Re: [PATCH] block: fix a crash in do_task_dead()
From: Peter Zijlstra
Date: Fri Jun 07 2019 - 10:27:55 EST
On Fri, Jun 07, 2019 at 03:35:41PM +0200, Peter Zijlstra wrote:
> On Wed, Jun 05, 2019 at 09:04:02AM -0600, Jens Axboe wrote:
> > How about the following plan - if folks are happy with this sched patch,
> > we can queue it up for 5.3. Once that is in, I'll kill the block change
> > that special cases the polled task wakeup. For 5.2, we go with Oleg's
> > patch for the swap case.
>
> OK, works for me. I'll go write a proper patch.
I now have the below; I'll queue that after the long weekend and let
0-day chew on it for a while and then push it out to tip or something.
---
Subject: sched: Optimize try_to_wake_up() for local wakeups
From: Peter Zijlstra <peterz@xxxxxxxxxxxxx>
Date: Fri Jun 7 15:39:49 CEST 2019
Jens reported that significant performance can be had on some block
workloads (XXX numbers?) by special casing local wakeups. That is,
wakeups on the current task before it schedules out. Given something
like the normal wait pattern:
for (;;) {
set_current_state(TASK_UNINTERRUPTIBLE);
if (cond)
break;
schedule();
}
__set_current_state(TASK_RUNNING);
Any wakeup (on this CPU) after set_current_state() and before
schedule() would benefit from this.
Normal wakeups take p->pi_lock, which serializes wakeups to the same
task. By eliding that we gain concurrency on:
- ttwu_stat(); we already had concurrency on rq stats, this now also
brings it to task stats. -ENOCARE
- tracepoints; it is now possible to get multiple instances of
trace_sched_waking() (and possibly trace_sched_wakeup()) for the
same task. Tracers will have to learn to cope.

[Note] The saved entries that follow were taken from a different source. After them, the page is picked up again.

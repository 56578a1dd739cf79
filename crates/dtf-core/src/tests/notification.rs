use crate::notification::{NotificationHost, ToastKind, Toaster};

use googletest::prelude::*;

#[test]
fn given_host_when_content_accessed_then_wrapped_value_returned() {
    let mut host = NotificationHost::new(vec![1, 2]);

    host.content_mut().push(3);

    assert_eq!(host.content(), &vec![1, 2, 3]);
    assert_that!(host.into_inner(), len(eq(3)));
}

#[test]
fn given_cloned_toaster_when_push_then_host_sees_toast() {
    let host = NotificationHost::new(());
    let toaster = host.toaster();

    toaster.success("Сохранено");
    toaster.warning("Токен не задан");

    let toasts = host.drain_toasts();
    assert_that!(toasts, len(eq(2)));
    assert_that!(toasts[0].kind, eq(ToastKind::Success));
    assert_that!(toasts[1].message.as_str(), eq("Токен не задан"));
}

#[test]
fn given_drained_queue_when_drain_again_then_empty() {
    let toaster = Toaster::new();
    toaster.info("one");

    assert_that!(toaster.pending(), eq(1));
    assert_that!(toaster.drain(), len(eq(1)));
    assert_that!(toaster.drain(), is_empty());
    assert_that!(toaster.pending(), eq(0));
}

#[test]
fn given_toast_when_display_then_kind_prefix() {
    let toaster = Toaster::new();
    toaster.error("boom");

    let toast = toaster.drain().remove(0);

    assert_that!(toast.to_string(), eq("[error] boom"));
}
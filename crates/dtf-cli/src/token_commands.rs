use clap::Subcommand;

#[derive(Subcommand)]
pub enum TokenCommands {
    /// Save the authorization token
    Set {
        /// Token issued by the task bot
        token: String,
    },

    /// Print the saved token (empty line if none)
    Show,
}
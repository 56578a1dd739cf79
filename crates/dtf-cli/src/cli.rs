use crate::commands::Commands;

use clap::Parser;

#[derive(Parser)]
#[command(name = "dtf")]
#[command(about = "Publish hard tasks to the deadline task bot")]
#[command(version)]
#[command(propagate_version = true)]
pub struct Cli {
    #[command(subcommand)]
    pub command: Commands,

    /// Endpoint base URL (overrides endpoint.base_url from config)
    #[arg(long, global = true)]
    pub base_url: Option<String>,

    /// Print the submission status as JSON
    #[arg(long, global = true)]
    pub json: bool,
}
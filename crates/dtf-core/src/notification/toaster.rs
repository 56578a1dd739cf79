use crate::notification::{Toast, ToastKind};

use std::collections::VecDeque;
use std::sync::{Arc, Mutex, MutexGuard, PoisonError};

/// Cloneable handle onto a shared toast queue.
#[derive(Debug, Clone, Default)]
pub struct Toaster {
    queue: Arc<Mutex<VecDeque<Toast>>>,
}

impl Toaster {
    pub fn new() -> Self {
        Self::default()
    }

    pub fn push(&self, kind: ToastKind, message: impl Into<String>) {
        self.lock().push_back(Toast::new(kind, message));
    }

    pub fn info(&self, message: impl Into<String>) {
        self.push(ToastKind::Info, message);
    }

    pub fn success(&self, message: impl Into<String>) {
        self.push(ToastKind::Success, message);
    }

    pub fn warning(&self, message: impl Into<String>) {
        self.push(ToastKind::Warning, message);
    }

    pub fn error(&self, message: impl Into<String>) {
        self.push(ToastKind::Error, message);
    }

    pub fn pending(&self) -> usize {
        self.lock().len()
    }

    /// Takes every queued toast, oldest first.
    pub fn drain(&self) -> Vec<Toast> {
        self.lock().drain(..).collect()
    }

    // A panic while holding the lock cannot leave a VecDeque half-updated.
    fn lock(&self) -> MutexGuard<'_, VecDeque<Toast>> {
        self.queue.lock().unwrap_or_else(PoisonError::into_inner)
    }
}
use crate::tests::{EnvGuard, setup_config_dir};
use crate::{Config, StorageConfig};

use googletest::assert_that;
use googletest::prelude::{anything, contains_substring, err, ok};
use serial_test::serial;

#[test]
#[serial]
fn given_storage_path_with_traversal_when_validate_then_error() {
    // Given
    let _temp = setup_config_dir();
    let _path = EnvGuard::set("DTF_STORAGE_FILE", "../../../etc/passwd");

    // When
    let config = Config::load().unwrap();
    let result = config.validate();

    // Then
    assert_that!(result, err(anything()));
    let err_msg = format!("{}", result.unwrap_err());
    assert_that!(err_msg, contains_substring(".."));
}

#[test]
#[serial]
fn given_absolute_storage_path_when_validate_then_error() {
    // Given
    let _temp = setup_config_dir();
    let _path = EnvGuard::set("DTF_STORAGE_FILE", "/tmp/storage.json");

    // When
    let config = Config::load().unwrap();

    // Then
    assert_that!(config.validate(), err(anything()));
}

#[test]
fn given_blank_storage_file_when_validate_then_error() {
    let storage = StorageConfig {
        file: String::from("  "),
    };

    assert_that!(storage.validate(), err(anything()));
}

#[test]
fn given_default_storage_when_validate_then_ok() {
    assert_that!(StorageConfig::default().validate(), ok(anything()));
}
use crate::gateway::{GatewayResponse, GatewayResult};

use std::fmt;

use serde::Serialize;
use serde_json::Value;

pub const SUCCESS_MESSAGE: &str = "Задача успешно опубликована!";
pub const CREATE_FAILED_MESSAGE: &str = "Ошибка при создании задачи";
pub const NETWORK_ERROR_MESSAGE: &str = "Произошла ошибка сети";

const SUCCESS_STATUS: u16 = 200;

#[derive(Debug, Clone, Copy, PartialEq, Eq, Serialize)]
#[serde(rename_all = "lowercase")]
pub enum StatusKind {
    Success,
    Error,
}

impl fmt::Display for StatusKind {
    fn fmt(&self, f: &mut fmt::Formatter<'_>) -> fmt::Result {
        match self {
            Self::Success => f.write_str("success"),
            Self::Error => f.write_str("error"),
        }
    }
}

/// Feedback shown after a submission attempt.
#[derive(Debug, Clone, PartialEq, Eq, Serialize)]
pub struct SubmissionStatus {
    pub kind: StatusKind,
    pub message: String,
}

impl SubmissionStatus {
    pub fn success(message: impl Into<String>) -> Self {
        Self {
            kind: StatusKind::Success,
            message: message.into(),
        }
    }

    pub fn error(message: impl Into<String>) -> Self {
        Self {
            kind: StatusKind::Error,
            message: message.into(),
        }
    }

    pub fn is_success(&self) -> bool {
        self.kind == StatusKind::Success
    }

    /// Maps a gateway outcome onto the status shown to the user.
    ///
    /// Only status 200 counts as success. Otherwise the body's `message`
    /// is shown when it is a non-empty string, a non-zero number or `true`.
    pub fn from_outcome(outcome: &GatewayResult<GatewayResponse>) -> Self {
        match outcome {
            Ok(response) if response.status == SUCCESS_STATUS => Self::success(SUCCESS_MESSAGE),
            Ok(response) => Self::error(
                Self::server_message(&response.body)
                    .unwrap_or_else(|| String::from(CREATE_FAILED_MESSAGE)),
            ),
            Err(_) => Self::error(NETWORK_ERROR_MESSAGE),
        }
    }

    fn server_message(body: &str) -> Option<String> {
        let value: Value = serde_json::from_str(body).ok()?;
        match value.get("message")? {
            Value::String(message) if !message.is_empty() => Some(message.clone()),
            Value::Number(n) if n.as_f64().is_some_and(|f| f != 0.0) => Some(n.to_string()),
            Value::Bool(true) => Some(String::from("true")),
            _ => None,
        }
    }
}

impl fmt::Display for SubmissionStatus {
    fn fmt(&self, f: &mut fmt::Formatter<'_>) -> fmt::Result {
        write!(f, "[{}] {}", self.kind, self.message)
    }
}
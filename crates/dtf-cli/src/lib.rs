//! dtf-cli library
//!
//! The `dtf` front-end: argument types, the HTTP client that delivers task
//! queries, the application wrapper around the task form, and output
//! rendering.

pub mod app;
pub mod cli;
pub mod client;
pub mod commands;
pub mod error;
pub mod logger;
pub mod render;
pub mod submit_args;
pub mod token_commands;

#[cfg(test)]
mod tests;

pub use app::{App, Outcome};
pub use client::{CliClientResult, Client, ClientError};
pub use error::{CliError, Result as CliResult};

Furthermore, p->pi_lock is used by set_special_state(), to order
against TASK_RUNNING stores from other CPUs. But since this is
strictly CPU local, we don't need the lock, and set_special_state()'s
disabling of IRQs is sufficient.
After the normal wakeup takes p->pi_lock it issues
smp_mb__after_spinlock(), in order to ensure the woken task must
observe prior stores before we observe the p->state. If this is CPU
local, this will be satisfied with a compiler barrier, and we rely on
try_to_wake_up() being a funcation call, which implies such.
Since, when 'p == current', 'p->on_rq' must be true, the normal wakeup
would continue into the ttwu_remote() branch, which normally is
concerned with exactly this wakeup scenario, except from a remote CPU.
IOW we're waking a task that is still running. In this case, we can
trivially avoid taking rq->lock, all that's left from this is to set
p->state.
This then yields an extremely simple and fast path for 'p == current'.
Cc: Qian Cai <cai@xxxxxx>
Cc: mingo@xxxxxxxxxx
Cc: akpm@xxxxxxxxxxxxxxxxxxxx
Cc: hch@xxxxxx
Cc: gkohli@xxxxxxxxxxxxxx
Cc: oleg@xxxxxxxxxx
Reported-by: Jens Axboe <axboe@xxxxxxxxx>
Tested-by: Jens Axboe <axboe@xxxxxxxxx>
Signed-off-by: Peter Zijlstra (Intel) <peterz@xxxxxxxxxxxxx>
---
kernel/sched/core.c | 33 ++++++++++++++++++++++++++++-----
1 file changed, 28 insertions(+), 5 deletions(-)
--- a/kernel/sched/core.c
+++ b/kernel/sched/core.c
@@ -1991,6 +1991,28 @@ try_to_wake_up(struct task_struct *p, un
unsigned long flags;
int cpu, success = 0;
+ if (p == current) {
+ /*
+ * We're waking current, this means 'p->on_rq' and 'task_cpu(p)
+ * == smp_processor_id()'. Together this means we can special
+ * case the whole 'p->on_rq && ttwu_remote()' case below
+ * without taking any locks.
+ *
+ * In particular:
+ * - we rely on Program-Order guarantees for all the ordering,
+ * - we're serialized against set_special_state() by virtue of
+ * it disabling IRQs (this allows not taking ->pi_lock).
+ */
+ if (!(p->state & state))
+ return false;
+
+ success = 1;
+ trace_sched_waking(p);
+ p->state = TASK_RUNNING;
+ trace_sched_wakeup(p);
+ goto out;
+ }
+
/*
* If we are going to wake up a thread waiting for CONDITION we
* need to ensure that CONDITION=1 done by the caller can not be
@@ -2000,7 +2022,7 @@ try_to_wake_up(struct task_struct *p, un
raw_spin_lock_irqsave(&p->pi_lock, flags);
smp_mb__after_spinlock();
if (!(p->state & state))
- goto out;
+ goto unlock;
trace_sched_waking(p);
@@ -2030,7 +2052,7 @@ try_to_wake_up(struct task_struct *p, un
*/
smp_rmb();
if (p->on_rq && ttwu_remote(p, wake_flags))
- goto stat;
+ goto unlock;
#ifdef CONFIG_SMP
/*
@@ -2090,10 +2112,11 @@ try_to_wake_up(struct task_struct *p, un
#endif /* CONFIG_SMP */
ttwu_queue(p, cpu, wake_flags);
-stat:
- ttwu_stat(p, cpu, wake_flags);
-out:
+unlock:
raw_spin_unlock_irqrestore(&p->pi_lock, flags);
+out:
+ if (success)
+ ttwu_stat(p, cpu, wake_flags);
return success;
}